[DATASET EXCERPTS — start]

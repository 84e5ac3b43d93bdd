use async_trait::async_trait;
use std::path::{Path, PathBuf};
use tokio::fs;
use tracing::debug;

use crate::domain::errors::{DomainError, DomainResult};
use crate::domain::models::{ExperimentSession, SessionDocument};
use crate::domain::ports::SessionStore;

/// One pretty-printed JSON file per session under a directory
#[derive(Debug, Clone)]
pub struct JsonSessionStore {
    directory: PathBuf,
}

impl JsonSessionStore {
    /// Open the store, creating `directory` when missing
    pub async fn new(directory: impl Into<PathBuf>) -> DomainResult<Self> {
        let directory = directory.into();
        fs::create_dir_all(&directory).await.map_err(|e| {
            DomainError::Storage(format!(
                "cannot create session directory {}: {e}",
                directory.display()
            ))
        })?;
        Ok(Self { directory })
    }

    pub fn directory(&self) -> &Path {
        &self.directory
    }

    /// `{directory}/{session_id}.json`
    pub fn path_for(&self, session_id: &str) -> PathBuf {
        self.directory.join(format!("{session_id}.json"))
    }
}

#[async_trait]
impl SessionStore for JsonSessionStore {
    async fn save(&self, session: &ExperimentSession) -> DomainResult<PathBuf> {
        let path = self.path_for(&session.session_id);
        let json = serde_json::to_string_pretty(&session.to_document())?;
        fs::write(&path, json).await?;
        debug!(path = %path.display(), attempts = session.attempts.len(), "session saved");
        Ok(path)
    }

    async fn load(&self, session_id: &str) -> DomainResult<SessionDocument> {
        let path = self.path_for(session_id);
        let json = fs::read_to_string(&path).await.map_err(|e| {
            DomainError::Storage(format!("cannot read session {}: {e}", path.display()))
        })?;
        Ok(serde_json::from_str(&json)?)
    }
}
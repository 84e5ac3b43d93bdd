//! CLI command implementations.

pub mod judge;
pub mod problems;
pub mod run;
pub mod session;

use anyhow::{Context, Result};
use std::sync::Arc;

use crate::domain::models::Config;
use crate::domain::ports::ChatGateway;
use crate::infrastructure::claude::{ClaudeClientConfig, ClaudeGateway};
use crate::infrastructure::dataset::FileProblemBank;

/// Anthropic gateway built from the loaded configuration
pub(crate) fn build_gateway(config: &Config) -> Result<Arc<dyn ChatGateway>> {
    let gateway = ClaudeGateway::new(ClaudeClientConfig::from(&config.anthropic))
        .context("Failed to create Anthropic client. Set ANTHROPIC_API_KEY or anthropic.api_key")?;
    Ok(Arc::new(gateway))
}

/// Problem bank honouring `experiment.total_problems`
pub(crate) fn load_bank(config: &Config) -> Result<FileProblemBank> {
    FileProblemBank::load(&config.problems, config.experiment.total_problems).with_context(|| {
        format!(
            "Failed to load problems from {}",
            config.problems.directory.display()
        )
    })
}
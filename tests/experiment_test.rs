//! Integration tests for the experiment runner
//!
//! Drives a full participant run against a scripted gateway and an
//! in-memory session store.

mod common;

use common::{problems, MemorySessionStore, Scripted, ScriptedGateway};
use socratic_tutor::domain::errors::DomainError;
use socratic_tutor::domain::models::{Persona, Role};
use socratic_tutor::domain::ports::GatewayError;
use socratic_tutor::services::{ExperimentRunner, RunnerSettings, SubmissionOutcome};
use std::sync::Arc;

fn runner(
    gateway: &Arc<ScriptedGateway>,
    store: &Arc<MemorySessionStore>,
    problem_count: u32,
) -> ExperimentRunner {
    ExperimentRunner::new(
        gateway.clone(),
        problems(problem_count),
        store.clone(),
        RunnerSettings::new("P042", Persona::Warm),
    )
    .unwrap()
}

#[tokio::test]
async fn test_requires_at_least_one_problem() {
    let gateway = Arc::new(ScriptedGateway::default());
    let store = Arc::new(MemorySessionStore::default());

    let result = ExperimentRunner::new(gateway, vec![], store, RunnerSettings::new("P1", Persona::Formal));

    assert!(matches!(result, Err(DomainError::NoProblems)));
}

#[tokio::test]
async fn test_start_records_greeting_and_persists() {
    let gateway = Arc::new(ScriptedGateway::default());
    let store = Arc::new(MemorySessionStore::default());
    let mut runner = runner(&gateway, &store, 2);

    let greeting = runner.start().await.unwrap();

    assert_eq!(greeting, Persona::Warm.greeting());
    assert_eq!(runner.position(), 1);
    assert_eq!(runner.current_problem().unwrap().id, 1);
    let doc = store.latest().unwrap();
    assert_eq!(doc.participant_id, "P042");
    assert_eq!(doc.problem_attempts[0].conversation_history[0].role, Role::Assistant);
    assert_eq!(gateway.request_count(), 0);
}

#[tokio::test]
async fn test_full_run_through_two_problems() {
    let gateway = Arc::new(ScriptedGateway::new([
        Scripted::Reply("Where does the loop start?".to_string()),
        Scripted::Reply("CORRECT".to_string()),
        Scripted::Reply("CORRECT".to_string()),
        Scripted::Reply("INCORRECT".to_string()),
        Scripted::Fragments(vec!["Try ".to_string(), "printing xs.".to_string()]),
        Scripted::Reply("INCORRECT".to_string()),
        Scripted::Reply("INCORRECT".to_string()),
        Scripted::Reply("INCORRECT".to_string()),
    ]));
    let store = Arc::new(MemorySessionStore::default());
    let mut runner = runner(&gateway, &store, 2);

    runner.start().await.unwrap();
    let reply = runner.send("My sum is too small", None).await.unwrap();
    assert_eq!(reply, "Where does the loop start?");

    let outcome = runner.submit("def total(xs):\n    return sum(xs)").await.unwrap();
    match &outcome {
        SubmissionOutcome::Next { evaluation, problem_id, greeting } => {
            assert!(evaluation.verdict);
            assert_eq!(*problem_id, 2);
            assert_eq!(greeting, Persona::Warm.greeting());
        }
        other => panic!("expected to advance, got {other:?}"),
    }
    assert_eq!(runner.position(), 2);
    assert_eq!(runner.policy().transcript().len(), 1);

    let mut fragments = Vec::new();
    let streamed = runner
        .send_streaming("still stuck", Some("for x in xs[1:]:"), |f| fragments.push(f.to_string()))
        .await
        .unwrap();
    assert_eq!(streamed, "Try printing xs.");
    assert_eq!(fragments.len(), 2);

    let outcome = runner.submit("pass").await.unwrap();
    let SubmissionOutcome::Completed { evaluation, summary } = outcome else {
        panic!("expected completion");
    };
    assert!(!evaluation.verdict);
    assert_eq!(summary.solved, 1);
    assert_eq!(summary.total, 2);
    assert!((summary.success_rate - 0.5).abs() < f64::EPSILON);
    assert!((summary.average_turns - 1.0).abs() < f64::EPSILON);
    assert!(runner.is_complete());
    assert!(runner.current_problem().is_none());

    let doc = store.latest().unwrap();
    assert!(doc.end_time.is_some());
    assert_eq!(doc.current_problem_index, 1);
    assert_eq!(doc.problem_attempts.len(), 2);
    assert_eq!(doc.problem_attempts[0].is_correct, Some(true));
    assert_eq!(doc.problem_attempts[0].judge_scores, vec![1.0, 1.0, 0.0]);
    assert_eq!(doc.problem_attempts[1].is_correct, Some(false));
    // greeting, user, assistant
    assert_eq!(doc.problem_attempts[0].conversation_history.len(), 3);
    // the session log keeps the raw message, not the draft-wrapped one
    assert_eq!(
        doc.problem_attempts[1].conversation_history[1].content,
        "still stuck"
    );
}

#[tokio::test]
async fn test_calls_after_completion_are_rejected() {
    let gateway = Arc::new(ScriptedGateway::always("CORRECT"));
    let store = Arc::new(MemorySessionStore::default());
    let mut runner = runner(&gateway, &store, 1);

    runner.start().await.unwrap();
    runner.submit("fixed").await.unwrap();
    let requests_before = gateway.request_count();

    assert!(matches!(
        runner.send("hello?", None).await,
        Err(DomainError::ExperimentComplete)
    ));
    assert!(matches!(
        runner.submit("again").await,
        Err(DomainError::ExperimentComplete)
    ));
    assert_eq!(gateway.request_count(), requests_before);
}

#[tokio::test]
async fn test_failed_reply_still_persists_user_turn() {
    let gateway = Arc::new(ScriptedGateway::new([Scripted::Fail(GatewayError::Unavailable(
        "overloaded".to_string(),
    ))]));
    let store = Arc::new(MemorySessionStore::default());
    let mut runner = runner(&gateway, &store, 1);
    runner.start().await.unwrap();
    let saves_before = store.save_count();

    let err = runner.send("anyone there?", None).await.unwrap_err();

    assert!(matches!(err, DomainError::Gateway(GatewayError::Unavailable(_))));
    assert_eq!(store.save_count(), saves_before + 1);
    let history = &store.latest().unwrap().problem_attempts[0].conversation_history;
    assert_eq!(history.last().unwrap().role, Role::User);
    assert_eq!(history.last().unwrap().content, "anyone there?");
}

#[tokio::test]
async fn test_failed_judging_keeps_problem_open() {
    let gateway = Arc::new(ScriptedGateway::new([
        Scripted::Reply("CORRECT".to_string()),
        Scripted::Fail(GatewayError::Timeout),
    ]));
    let store = Arc::new(MemorySessionStore::default());
    let mut runner = runner(&gateway, &store, 2);
    runner.start().await.unwrap();

    let err = runner.submit("fixed").await.unwrap_err();

    assert!(matches!(err, DomainError::Gateway(GatewayError::Timeout)));
    assert_eq!(runner.position(), 1);
    assert!(!runner.session().is_judged(1));
}
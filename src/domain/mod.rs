//! Domain layer for the Socratic tutor harness
//!
//! This module contains the experiment's data model and the ports through
//! which the services reach the LLM provider, the problem bank and the
//! session store.

pub mod errors;
pub mod models;
pub mod ports;

pub use errors::{DomainError, DomainResult};
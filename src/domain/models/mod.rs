pub mod config;
pub mod evaluation;
pub mod persona;
pub mod problem;
pub mod session;
pub mod turn;

pub use config::{
    AnthropicConfig, Config, DialogueConfig, ExperimentConfig, JudgeConfig, LogFormat,
    LoggingConfig, ProblemBankConfig, ProblemEntry, ProblemFormat, RotationPolicy, SessionsConfig,
};
pub use evaluation::Evaluation;
pub use persona::{Persona, UnknownPersona};
pub use problem::Problem;
pub use session::{
    AttemptDocument, ExperimentSession, ProblemAttempt, SessionDocument, SessionMetrics,
};
pub use turn::{Role, Transcript, Turn};
use anyhow::{Context, Result};
use figment::providers::{Env, Format, Serialized, Yaml};
use figment::Figment;
use std::collections::HashSet;
use std::path::Path;
use thiserror::Error;

use crate::domain::models::config::Config;

/// Project config file, relative to the working directory
pub const PROJECT_CONFIG_FILE: &str = "socratic.yaml";
/// Local overrides, relative to the working directory
pub const LOCAL_CONFIG_FILE: &str = "socratic.local.yaml";
/// Fallback source for `anthropic.api_key`
pub const API_KEY_ENV: &str = "ANTHROPIC_API_KEY";

/// Configuration error types
#[derive(Error, Debug)]
pub enum ConfigError {
    #[error("Invalid judge iterations: {0}. Must be at least 1")]
    InvalidIterations(usize),

    #[error("Invalid {field} temperature: {value}. Must be between 0.0 and 1.0")]
    InvalidTemperature { field: &'static str, value: f32 },

    #[error("Invalid max_tokens: {0}. Must be at least 1")]
    InvalidMaxTokens(u32),

    #[error("Invalid requests_per_second: {0}. Must be at least 1")]
    InvalidRateLimit(u32),

    #[error(
        "Invalid backoff configuration: initial_backoff_ms ({0}) must be less than max_backoff_ms ({1})"
    )]
    InvalidBackoff(u64, u64),

    #[error("Invalid log level: {0}. Must be one of: trace, debug, info, warn, error")]
    InvalidLogLevel(String),

    #[error("Sessions directory cannot be empty")]
    EmptySessionsDirectory,

    #[error("Invalid total_problems: 0. Leave unset to use every loaded problem")]
    InvalidTotalProblems,

    #[error("Duplicate problem entry id: {0}")]
    DuplicateEntry(u32),
}

/// Configuration loader with hierarchical merging
pub struct ConfigLoader;

impl ConfigLoader {
    /// Load configuration from the working directory
    ///
    /// Precedence (lowest to highest):
    /// 1. Programmatic defaults (Serialized)
    /// 2. socratic.yaml (project config)
    /// 3. socratic.local.yaml (local overrides, optional)
    /// 4. Environment variables (SOCRATIC_* prefix, `__` separates sections)
    pub fn load() -> Result<Config> {
        Self::load_in(Path::new("."))
    }

    /// Same as [`load`](Self::load) with config files resolved against `dir`
    pub fn load_in(dir: &Path) -> Result<Config> {
        let mut config: Config = Figment::new()
            .merge(Serialized::defaults(Config::default()))
            .merge(Yaml::file(dir.join(PROJECT_CONFIG_FILE)))
            .merge(Yaml::file(dir.join(LOCAL_CONFIG_FILE)))
            .merge(Env::prefixed("SOCRATIC_").split("__"))
            .extract()
            .context("Failed to extract configuration from figment")?;

        Self::apply_api_key_fallback(&mut config);
        Self::validate(&config)?;
        Ok(config)
    }

    /// Load configuration from a specific file
    pub fn load_from_file(path: impl AsRef<Path>) -> Result<Config> {
        let path = path.as_ref();
        if !path.exists() {
            anyhow::bail!("Config file not found: {}", path.display());
        }

        let mut config: Config = Figment::new()
            .merge(Serialized::defaults(Config::default()))
            .merge(Yaml::file(path))
            .extract()
            .with_context(|| format!("Failed to load config from {}", path.display()))?;

        Self::apply_api_key_fallback(&mut config);
        Self::validate(&config)?;
        Ok(config)
    }

    /// Validate configuration after loading
    pub fn validate(config: &Config) -> Result<(), ConfigError> {
        if config.judge.iterations == 0 {
            return Err(ConfigError::InvalidIterations(config.judge.iterations));
        }

        for (field, value) in [
            ("judge", config.judge.temperature),
            ("dialogue", config.dialogue.temperature),
        ] {
            if !(0.0..=1.0).contains(&value) {
                return Err(ConfigError::InvalidTemperature { field, value });
            }
        }

        let anthropic = &config.anthropic;
        if anthropic.max_tokens == 0 {
            return Err(ConfigError::InvalidMaxTokens(anthropic.max_tokens));
        }
        if anthropic.requests_per_second == 0 {
            return Err(ConfigError::InvalidRateLimit(anthropic.requests_per_second));
        }
        if anthropic.initial_backoff_ms >= anthropic.max_backoff_ms {
            return Err(ConfigError::InvalidBackoff(
                anthropic.initial_backoff_ms,
                anthropic.max_backoff_ms,
            ));
        }

        let valid_log_levels = ["trace", "debug", "info", "warn", "error"];
        if !valid_log_levels.contains(&config.logging.level.to_lowercase().as_str()) {
            return Err(ConfigError::InvalidLogLevel(config.logging.level.clone()));
        }

        if config.sessions.directory.as_os_str().is_empty() {
            return Err(ConfigError::EmptySessionsDirectory);
        }

        if config.experiment.total_problems == Some(0) {
            return Err(ConfigError::InvalidTotalProblems);
        }

        let mut seen = HashSet::new();
        for entry in &config.problems.entries {
            if !seen.insert(entry.id) {
                return Err(ConfigError::DuplicateEntry(entry.id));
            }
        }

        Ok(())
    }

    fn apply_api_key_fallback(config: &mut Config) {
        if config.anthropic.api_key.trim().is_empty() {
            if let Ok(key) = std::env::var(API_KEY_ENV) {
                config.anthropic.api_key = key;
            }
        }
    }
}
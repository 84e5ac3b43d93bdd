//! Anthropic Messages API adapter for the `ChatGateway` port

pub mod client;
pub mod errors;
pub mod retry;
pub mod streaming;
pub mod types;

pub use client::{ClaudeClientConfig, ClaudeGateway};
pub use errors::ClaudeApiError;
pub use retry::RetryPolicy;
use reqwest::StatusCode;
use thiserror::Error;

use crate::domain::ports::GatewayError;

/// Errors that can occur when interacting with the Claude API
#[derive(Error, Debug)]
pub enum ClaudeApiError {
    /// Invalid request parameters (HTTP 400)
    #[error("Invalid request: {0}")]
    InvalidRequest(String),

    /// Invalid or missing API key (HTTP 401)
    #[error("Invalid API key - authentication failed")]
    InvalidApiKey,

    /// Forbidden - permission denied (HTTP 403)
    #[error("Forbidden: {0}")]
    Forbidden(String),

    /// Resource not found (HTTP 404)
    #[error("Resource not found")]
    NotFound,

    /// Rate limit exceeded (HTTP 429)
    #[error("Rate limit exceeded - too many requests")]
    RateLimitExceeded,

    /// Server error from Claude API (HTTP 500, 502, 503, 504, 529)
    #[error("Server error ({0}): {1}")]
    ServerError(StatusCode, String),

    /// Network or connection error
    #[error("Network error: {0}")]
    NetworkError(#[from] reqwest::Error),

    /// JSON serialization/deserialization error
    #[error("JSON error: {0}")]
    JsonError(#[from] serde_json::Error),

    /// Request timeout
    #[error("Request timeout")]
    Timeout,

    /// `error` event received mid-stream
    #[error("Stream error ({error_type}): {message}")]
    StreamError { error_type: String, message: String },

    /// Response carried no text content
    #[error("Response contained no text content")]
    EmptyResponse,

    /// Client could not be built from the given settings
    #[error("Invalid client configuration: {0}")]
    Configuration(String),

    /// Unknown or unexpected error
    #[error("Unknown error ({0}): {1}")]
    UnknownError(StatusCode, String),
}

impl ClaudeApiError {
    /// Classify a non-success HTTP status
    pub fn from_status(status: StatusCode, body: String) -> Self {
        match status {
            StatusCode::BAD_REQUEST => Self::InvalidRequest(body),
            StatusCode::UNAUTHORIZED => Self::InvalidApiKey,
            StatusCode::FORBIDDEN => Self::Forbidden(body),
            StatusCode::NOT_FOUND => Self::NotFound,
            StatusCode::TOO_MANY_REQUESTS => Self::RateLimitExceeded,
            status if status.is_server_error() => Self::ServerError(status, body),
            _ => Self::UnknownError(status, body),
        }
    }

    /// Returns true if this error is transient and should be retried
    pub fn is_transient(&self) -> bool {
        match self {
            Self::RateLimitExceeded | Self::ServerError(_, _) | Self::Timeout => true,
            Self::NetworkError(err) => !err.is_decode() && !err.is_builder(),
            _ => false,
        }
    }

    /// Returns true if this is a permanent error that should not be retried
    pub fn is_permanent(&self) -> bool {
        matches!(
            self,
            Self::InvalidRequest(_)
                | Self::InvalidApiKey
                | Self::Forbidden(_)
                | Self::NotFound
                | Self::Configuration(_)
        )
    }
}

impl From<ClaudeApiError> for GatewayError {
    fn from(err: ClaudeApiError) -> Self {
        match err {
            ClaudeApiError::InvalidRequest(message) => Self::Rejected {
                status: 400,
                message,
            },
            ClaudeApiError::InvalidApiKey => Self::Rejected {
                status: 401,
                message: "invalid API key".to_string(),
            },
            ClaudeApiError::Forbidden(message) => Self::Rejected {
                status: 403,
                message,
            },
            ClaudeApiError::NotFound => Self::Rejected {
                status: 404,
                message: "resource not found".to_string(),
            },
            ClaudeApiError::RateLimitExceeded => {
                Self::RateLimited("too many requests".to_string())
            }
            ClaudeApiError::ServerError(status, body) => {
                Self::Unavailable(format!("{status}: {body}"))
            }
            ClaudeApiError::NetworkError(err) if err.is_timeout() => Self::Timeout,
            ClaudeApiError::NetworkError(err) => Self::Unavailable(err.to_string()),
            ClaudeApiError::Timeout => Self::Timeout,
            ClaudeApiError::StreamError {
                error_type,
                message,
            } => Self::Stream(format!("{error_type}: {message}")),
            ClaudeApiError::JsonError(err) => Self::Stream(err.to_string()),
            ClaudeApiError::EmptyResponse => Self::Stream("empty response".to_string()),
            ClaudeApiError::Configuration(message) => Self::Configuration(message),
            ClaudeApiError::UnknownError(status, message) => Self::Rejected {
                status: status.as_u16(),
                message,
            },
        }
    }
}
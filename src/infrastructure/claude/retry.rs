use std::future::Future;
use std::time::Duration;
use tokio::time::sleep;
use tracing::{debug, warn};

use super::errors::ClaudeApiError;

/// Retry policy with exponential backoff for transient API errors
///
/// Backoff doubles per attempt and is capped at `max_backoff_ms`.
/// Rate limits, server errors, timeouts and network failures are retried;
/// 400/401/403/404 are returned immediately.
#[derive(Debug, Clone)]
pub struct RetryPolicy {
    max_retries: u32,
    initial_backoff_ms: u64,
    max_backoff_ms: u64,
}

impl RetryPolicy {
    pub fn new(max_retries: u32, initial_backoff_ms: u64, max_backoff_ms: u64) -> Self {
        Self {
            max_retries,
            initial_backoff_ms,
            max_backoff_ms: max_backoff_ms.max(initial_backoff_ms),
        }
    }

    pub fn max_retries(&self) -> u32 {
        self.max_retries
    }

    /// Run `operation`, retrying transient failures
    pub async fn execute<F, Fut, T>(&self, mut operation: F) -> Result<T, ClaudeApiError>
    where
        F: FnMut() -> Fut,
        Fut: Future<Output = Result<T, ClaudeApiError>>,
    {
        let mut attempt = 0;

        loop {
            match operation().await {
                Ok(result) => {
                    if attempt > 0 {
                        debug!(retries = attempt, "operation succeeded after retries");
                    }
                    return Ok(result);
                }
                Err(err) => {
                    if !self.should_retry(&err, attempt) {
                        if attempt >= self.max_retries && err.is_transient() {
                            warn!(attempts = attempt + 1, error = %err, "giving up after retries");
                        } else {
                            debug!(error = %err, "permanent error, not retrying");
                        }
                        return Err(err);
                    }

                    let backoff = self.calculate_backoff(attempt);
                    warn!(
                        attempt = attempt + 1,
                        max_retries = self.max_retries,
                        backoff_ms = u64::try_from(backoff.as_millis()).unwrap_or(u64::MAX),
                        error = %err,
                        "transient error, retrying"
                    );
                    sleep(backoff).await;
                    attempt += 1;
                }
            }
        }
    }

    /// `min(initial * 2^attempt, max)`
    fn calculate_backoff(&self, attempt: u32) -> Duration {
        let backoff_ms = self
            .initial_backoff_ms
            .saturating_mul(2_u64.saturating_pow(attempt))
            .min(self.max_backoff_ms);
        Duration::from_millis(backoff_ms)
    }

    fn should_retry(&self, error: &ClaudeApiError, attempt: u32) -> bool {
        attempt < self.max_retries && error.is_transient()
    }
}

impl Default for RetryPolicy {
    fn default() -> Self {
        Self::new(2, 1000, 30_000)
    }
}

[DATASET EXCERPTS — finish]

List each line of the records that holds the string "retried".

    /// Returns true if this error is transient and should be retried
    /// Returns true if this is a permanent error that should not be retried
/// Rate limits, server errors, timeouts and network failures are retried;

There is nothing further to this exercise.